▶ _Required action_
Copy out each line of the data that holds the word "Option".

::: Given entries

//! CSV encoding of snapshot and history tables.
//!
//! ## History column contract
//!
//! | Column          | Example        | Notes                                 |
//! |-----------------|----------------|---------------------------------------|
//! | *attributes*    | `PartnerID`    | Source columns, in stored order       |
//! | `TechnicalKey`  | uuid           | Version key                           |
//! | `Date_From`     | `2024-01-10`   | `YYYY-MM-DD`                          |
//! | `Date_To`       | `9999-12-31`   | Open sentinel while current           |
//! | `Is_valid`      | `Yes` / `No`   | Current flag                          |
//!
//! Versioning columns may appear anywhere in an existing file; on write they
//! always follow the attribute columns. Empty cells decode as `Null`, every
//! other attribute cell as `Text`.

use std::collections::HashSet;
use std::io::Read;

use chrono::NaiveDate;
use scdk_reconcile::{Attributes, EntityRow, HistorizedRow, Value};

use crate::{HistoryTable, SnapshotTable, StoreError};

pub const COL_TECHNICAL_KEY: &str = "TechnicalKey";
pub const COL_DATE_FROM: &str = "Date_From";
pub const COL_DATE_TO: &str = "Date_To";
pub const COL_IS_VALID: &str = "Is_valid";

pub const META_COLUMNS: [&str; 4] = [COL_TECHNICAL_KEY, COL_DATE_FROM, COL_DATE_TO, COL_IS_VALID];

pub const DATE_FORMAT: &str = "%Y-%m-%d";
pub const YES: &str = "Yes";
pub const NO: &str = "No";

fn csv_err(path: &str, e: csv::Error) -> StoreError {
    StoreError::Csv {
        path: path.to_string(),
        message: e.to_string(),
    }
}

fn read_header<R: Read>(rdr: &mut csv::Reader<R>, path: &str) -> Result<Vec<String>, StoreError> {
    let header: Vec<String> = rdr
        .headers()
        .map_err(|e| csv_err(path, e))?
        .iter()
        .map(|h| h.trim().to_string())
        .collect();

    let mut seen = HashSet::new();
    for h in &header {
        if h.is_empty() {
            return Err(StoreError::Csv {
                path: path.to_string(),
                message: "header contains an empty column name".to_string(),
            });
        }
        if !seen.insert(h.as_str()) {
            return Err(StoreError::DuplicateColumn {
                path: path.to_string(),
                column: h.clone(),
            });
        }
    }
    Ok(header)
}

fn cell_value(raw: &str) -> Value {
    if raw.is_empty() {
        Value::Null
    } else {
        Value::Text(raw.to_string())
    }
}

/// Decode a source table. Versioning column names are reserved.
pub fn decode_snapshot<R: Read>(reader: R, path: &str) -> Result<SnapshotTable, StoreError> {
    let mut rdr = csv::Reader::from_reader(reader);
    let columns = read_header(&mut rdr, path)?;

    if let Some(reserved) = columns.iter().find(|c| META_COLUMNS.contains(&c.as_str())) {
        return Err(StoreError::ReservedColumn {
            path: path.to_string(),
            column: reserved.clone(),
        });
    }

    let mut rows = Vec::new();
    for rec in rdr.records() {
        let rec = rec.map_err(|e| csv_err(path, e))?;
        let attributes: Attributes = columns
            .iter()
            .zip(rec.iter())
            .map(|(c, raw)| (c.clone(), cell_value(raw)))
            .collect();
        rows.push(EntityRow::from(attributes));
    }

    Ok(SnapshotTable { columns, rows })
}

/// Decode a historized table.
pub fn decode_history<R: Read>(reader: R, path: &str) -> Result<HistoryTable, StoreError> {
    let mut rdr = csv::Reader::from_reader(reader);
    let header = read_header(&mut rdr, path)?;

    let position = |name: &str| {
        header
            .iter()
            .position(|h| h == name)
            .ok_or_else(|| StoreError::MissingColumn {
                path: path.to_string(),
                column: name.to_string(),
            })
    };
    let key_at = position(COL_TECHNICAL_KEY)?;
    let from_at = position(COL_DATE_FROM)?;
    let to_at = position(COL_DATE_TO)?;
    let valid_at = position(COL_IS_VALID)?;

    let attribute_columns: Vec<(usize, String)> = header
        .iter()
        .enumerate()
        .filter(|(_, h)| !META_COLUMNS.contains(&h.as_str()))
        .map(|(i, h)| (i, h.clone()))
        .collect();

    let mut rows = Vec::new();
    for (row_no, rec) in rdr.records().enumerate() {
        let rec = rec.map_err(|e| csv_err(path, e))?;
        let field = |i: usize| rec.get(i).unwrap_or("");
        let parse_err = |column: &str, raw: &str| StoreError::ParseField {
            path: path.to_string(),
            row: row_no,
            column: column.to_string(),
            raw: raw.to_string(),
        };

        let technical_key = field(key_at).trim().to_string();
        if technical_key.is_empty() {
            return Err(parse_err(COL_TECHNICAL_KEY, ""));
        }
        let valid_from = parse_date(field(from_at)).ok_or_else(|| parse_err(COL_DATE_FROM, field(from_at)))?;
        let valid_to = parse_date(field(to_at)).ok_or_else(|| parse_err(COL_DATE_TO, field(to_at)))?;
        let is_current = parse_flag(field(valid_at)).ok_or_else(|| parse_err(COL_IS_VALID, field(valid_at)))?;

        let attributes: Attributes = attribute_columns
            .iter()
            .map(|(i, c)| (c.clone(), cell_value(field(*i))))
            .collect();

        rows.push(HistorizedRow {
            technical_key,
            valid_from,
            valid_to,
            is_current,
            attributes,
        });
    }

    Ok(HistoryTable {
        attribute_columns: attribute_columns.into_iter().map(|(_, c)| c).collect(),
        rows,
    })
}

/// Encode a historized table: attribute columns, then versioning columns.
pub fn encode_history(table: &HistoryTable, path: &str) -> Result<Vec<u8>, StoreError> {
    let mut wtr = csv::Writer::from_writer(Vec::new());

    let header = table
        .attribute_columns
        .iter()
        .map(String::as_str)
        .chain(META_COLUMNS);
    wtr.write_record(header).map_err(|e| csv_err(path, e))?;

    for row in &table.rows {
        let mut record: Vec<String> = Vec::with_capacity(table.attribute_columns.len() + META_COLUMNS.len());
        for c in &table.attribute_columns {
            let v = row.get(c).ok_or_else(|| StoreError::MissingColumn {
                path: path.to_string(),
                column: c.clone(),
            })?;
            record.push(v.to_string());
        }
        record.push(row.technical_key.clone());
        record.push(row.valid_from.format(DATE_FORMAT).to_string());
        record.push(row.valid_to.format(DATE_FORMAT).to_string());
        record.push(if row.is_current { YES } else { NO }.to_string());
        wtr.write_record(&record).map_err(|e| csv_err(path, e))?;
    }

    wtr.into_inner().map_err(|e| StoreError::Csv {
        path: path.to_string(),
        message: e.to_string(),
    })
}

fn parse_date(raw: &str) -> Option<NaiveDate> {
    NaiveDate::parse_from_str(raw.trim(), DATE_FORMAT).ok()
}

fn parse_flag(raw: &str) -> Option<bool> {
    match raw.trim().to_ascii_lowercase().as_str() {
        "yes" | "true" => Some(true),
        "no" | "false" => Some(false),
        _ => None,
    }
}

::::::

▶ _Your solution_
fn parse_date(raw: &str) -> Option<NaiveDate> {
fn parse_flag(raw: &str) -> Option<bool> {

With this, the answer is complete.